109 The Chills Submarine Bells
A swelling wave of swell indiepop from New Zealand reached a peak of sorts in Submarine Bells, an album that layered precise and wordy “folk-punk” songs with allusions to varied things that SPIN described as “television, Swamp Thing comics, and the Byrds.” (“I never knew deliquesce was a word,” reviewer Evelyn McDonnell wrote in response to the Chills’ thesaurus-like lyrical vocabulary.) In another piece that called the NZ indie label Flying Nun “the Sun Records of New Zealand,” the magazine adored the way the Chills “soak gloomy, even bleak songs in a cold rain of piano and pale keyboards” — all in service of a sound that proved both elemental and exploratory.
108 Fugees The Score
From their cover of “Killing Me Softly With His Song” to “Ready or Not,” the Fugees’ breakout album flipped the script of modern hip-hop. As SPIN reported in 1997 — after following the trio to Trinidad, where they performed for 15,000, scoffed at surly cops, and hosted a spelling bee — the group did everything a bit differently. The Score was positivity and hope, the idea that “hip-hop was pop music with the power to open up and change the world…Marshalling R&B’s intimate, vocal yearning and reggae’s boundless spiritual pulse, the Fugees liberated hip-hop from its scowling project exile.”

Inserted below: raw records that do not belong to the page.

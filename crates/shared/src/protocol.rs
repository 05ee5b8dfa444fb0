use chrono::{DateTime, Datelike, NaiveDate, Utc};
use serde::{Deserialize, Serialize};
use serde_json::Value;
use uuid::Uuid;

use crate::error::ApiException;

const DEFAULT_PROJECT_IMAGE: &str = "✨";
pub const MAX_CONTACT_FIELD_BYTES: usize = 4 * 1024;

#[derive(Debug, Clone, Default, PartialEq, Serialize, Deserialize)]
pub struct ProjectDetails {
    #[serde(default)]
    pub challenge: Option<String>,
    #[serde(default)]
    pub solution: Option<String>,
    #[serde(default)]
    pub features: Vec<String>,
    #[serde(default)]
    pub technologies: Vec<String>,
}

/// A project as it appears in `data/projects.json` before normalization.
/// Field synonyms (`name`, `summary`, `tags`) and loosely typed numbers are
/// accepted here and resolved by [`RawProject::normalize`].
#[derive(Debug, Clone, Default, Deserialize)]
#[serde(rename_all = "camelCase")]
pub struct RawProject {
    #[serde(default)]
    pub id: Option<String>,
    #[serde(default)]
    pub title: Option<String>,
    #[serde(default)]
    pub name: Option<String>,
    #[serde(default)]
    pub description: Option<String>,
    #[serde(default)]
    pub summary: Option<String>,
    #[serde(default)]
    pub technologies: Option<Vec<String>>,
    #[serde(default)]
    pub tags: Option<Vec<String>>,
    #[serde(default, rename = "type")]
    pub kind: Option<String>,
    #[serde(default)]
    pub status: Option<String>,
    #[serde(default)]
    pub image: Option<String>,
    #[serde(default)]
    pub complexity: Option<Value>,
    #[serde(default)]
    pub impact: Option<Value>,
    #[serde(default)]
    pub year: Option<Value>,
    #[serde(default)]
    pub published_at: Option<String>,
    #[serde(default)]
    pub details: Option<Value>,
    #[serde(default)]
    pub url: Option<String>,
    #[serde(default)]
    pub live_url: Option<String>,
    #[serde(default)]
    pub repo_url: Option<String>,
}

#[derive(Debug, Clone, PartialEq, Serialize, Deserialize)]
#[serde(rename_all = "camelCase")]
pub struct ProjectRecord {
    #[serde(default, skip_serializing_if = "Option::is_none")]
    pub id: Option<String>,
    pub title: String,
    pub description: String,
    pub technologies: Vec<String>,
    #[serde(rename = "type")]
    pub kind: String,
    pub status: String,
    pub image: String,
    pub complexity: f64,
    pub impact: f64,
    #[serde(default, skip_serializing_if = "Option::is_none")]
    pub year: Option<i32>,
    pub details: ProjectDetails,
    pub url: String,
    pub live_url: String,
    pub repo_url: String,
}

impl RawProject {
    pub fn normalize(self) -> ProjectRecord {
        let year = self
            .year
            .as_ref()
            .and_then(loose_number)
            .map(|year| year as i32)
            .or_else(|| self.published_at.as_deref().and_then(year_from_date));

        let details = match self.details {
            Some(value @ Value::Object(_)) => serde_json::from_value(value).unwrap_or_default(),
            _ => ProjectDetails::default(),
        };

        ProjectRecord {
            id: self.id,
            title: non_empty(self.title)
                .or_else(|| non_empty(self.name))
                .unwrap_or_default(),
            description: non_empty(self.description)
                .or_else(|| non_empty(self.summary))
                .unwrap_or_default(),
            technologies: self.technologies.or(self.tags).unwrap_or_default(),
            kind: self.kind.unwrap_or_default(),
            status: self.status.unwrap_or_default(),
            image: non_empty(self.image).unwrap_or_else(|| DEFAULT_PROJECT_IMAGE.to_string()),
            complexity: self.complexity.as_ref().and_then(loose_number).unwrap_or(0.0),
            impact: self.impact.as_ref().and_then(loose_number).unwrap_or(0.0),
            year,
            details,
            url: safe_url(self.url.as_deref()),
            live_url: safe_url(self.live_url.as_deref()),
            repo_url: safe_url(self.repo_url.as_deref()),
        }
    }
}

impl ProjectRecord {
    /// Live demo link: `liveUrl` first, then the generic `url`.
    pub fn live_link(&self) -> Option<&str> {
        [&self.live_url, &self.url]
            .into_iter()
            .find(|url| !url.is_empty())
            .map(String::as_str)
    }

    pub fn repo_link(&self) -> Option<&str> {
        (!self.repo_url.is_empty()).then_some(self.repo_url.as_str())
    }
}

/// `data/projects.json` is either a bare array or `{ "projects": [...] }`.
#[derive(Debug, Clone, Deserialize)]
#[serde(untagged)]
pub enum ProjectsDocument {
    List(Vec<RawProject>),
    Wrapped {
        #[serde(default)]
        projects: Vec<RawProject>,
    },
}

impl ProjectsDocument {
    pub fn into_records(self) -> Vec<ProjectRecord> {
        let raw = match self {
            ProjectsDocument::List(list) => list,
            ProjectsDocument::Wrapped { projects } => projects,
        };
        raw.into_iter().map(RawProject::normalize).collect()
    }

    pub fn len(&self) -> usize {
        match self {
            ProjectsDocument::List(list) => list.len(),
            ProjectsDocument::Wrapped { projects } => projects.len(),
        }
    }

    pub fn is_empty(&self) -> bool {
        self.len() == 0
    }
}

/// Keeps only absolute http(s) links; anything else becomes empty.
pub fn safe_url(raw: Option<&str>) -> String {
    let value = raw.unwrap_or_default().trim();
    let lower = value.to_ascii_lowercase();
    if lower.starts_with("http://") || lower.starts_with("https://") {
        value.to_string()
    } else {
        String::new()
    }
}

fn non_empty(value: Option<String>) -> Option<String> {
    value.filter(|v| !v.trim().is_empty())
}

fn loose_number(value: &Value) -> Option<f64> {
    match value {
        Value::Number(n) => n.as_f64(),
        Value::String(s) => s.trim().parse::<f64>().ok(),
        _ => None,
    }
    .filter(|n| n.is_finite())
}

fn year_from_date(raw: &str) -> Option<i32> {
    let raw = raw.trim();
    if let Ok(parsed) = DateTime::parse_from_rfc3339(raw) {
        return Some(parsed.year());
    }
    NaiveDate::parse_from_str(raw, "%Y-%m-%d")
        .ok()
        .map(|date| date.year())
}

#[derive(Debug, Clone, PartialEq, Eq, Serialize, Deserialize)]
pub struct ContactSubmission {
    pub name: String,
    pub email: String,
    pub message: String,
}

impl ContactSubmission {
    pub fn validate(&self) -> Result<(), ApiException> {
        let fields = [
            ("name", &self.name),
            ("email", &self.email),
            ("message", &self.message),
        ];
        for (label, value) in fields {
            if value.trim().is_empty() {
                return Err(ApiException::validation(format!("{label} is required")));
            }
            if value.len() > MAX_CONTACT_FIELD_BYTES {
                return Err(ApiException::validation(format!(
                    "{label} exceeds {MAX_CONTACT_FIELD_BYTES} bytes"
                )));
            }
        }
        if !self.email.contains('@') {
            return Err(ApiException::validation("email must contain '@'"));
        }
        Ok(())
    }
}

#[derive(Debug, Clone, PartialEq, Eq, Serialize, Deserialize)]
pub struct ContactReceipt {
    pub submission_id: Uuid,
    pub received_at: DateTime<Utc>,
}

107 Coldplay A Rush of Blood to the Head
These British romantics resurrected sincerity, giving other musicians the right to wear their hearts on their sleeves — and accompany it with strings. “Unless you consider sighing a form of aerobic exercise, Coldplay aren’t really about body-moving,” SPIN wrote in 2002. “They’re about ballads. And the best ones here have a stately, spacy grace, like what Bono might come up with after a couple weeks on an iceberg with Nordic warblers Sigur Ros.” John Mayer explained the thrill of songs like “Clocks” to the magazine in 2004: “Coldplay makes everyone feel like as if they are the stars of their own movie.”
106 Fiona Apple When the Pawn Hits…
Many remember her half-naked in the video for debut single “Criminal,” but Fiona Apple went on to make serious music, much of it on her sophomore album with the 90-word moniker. These tracks earned her unexpected admirers — Missy Elliott, for instance, and Kanye West, who snagged her producer for his second album. Always honest, Apple worked her issues out in the studio. “I still have problems with people,” she confided to SPIN in a February 2000 cover story. “I still need to write the songs. If I didn’t need to, they just wouldn’t be that good. It wouldn’t be worth doing.”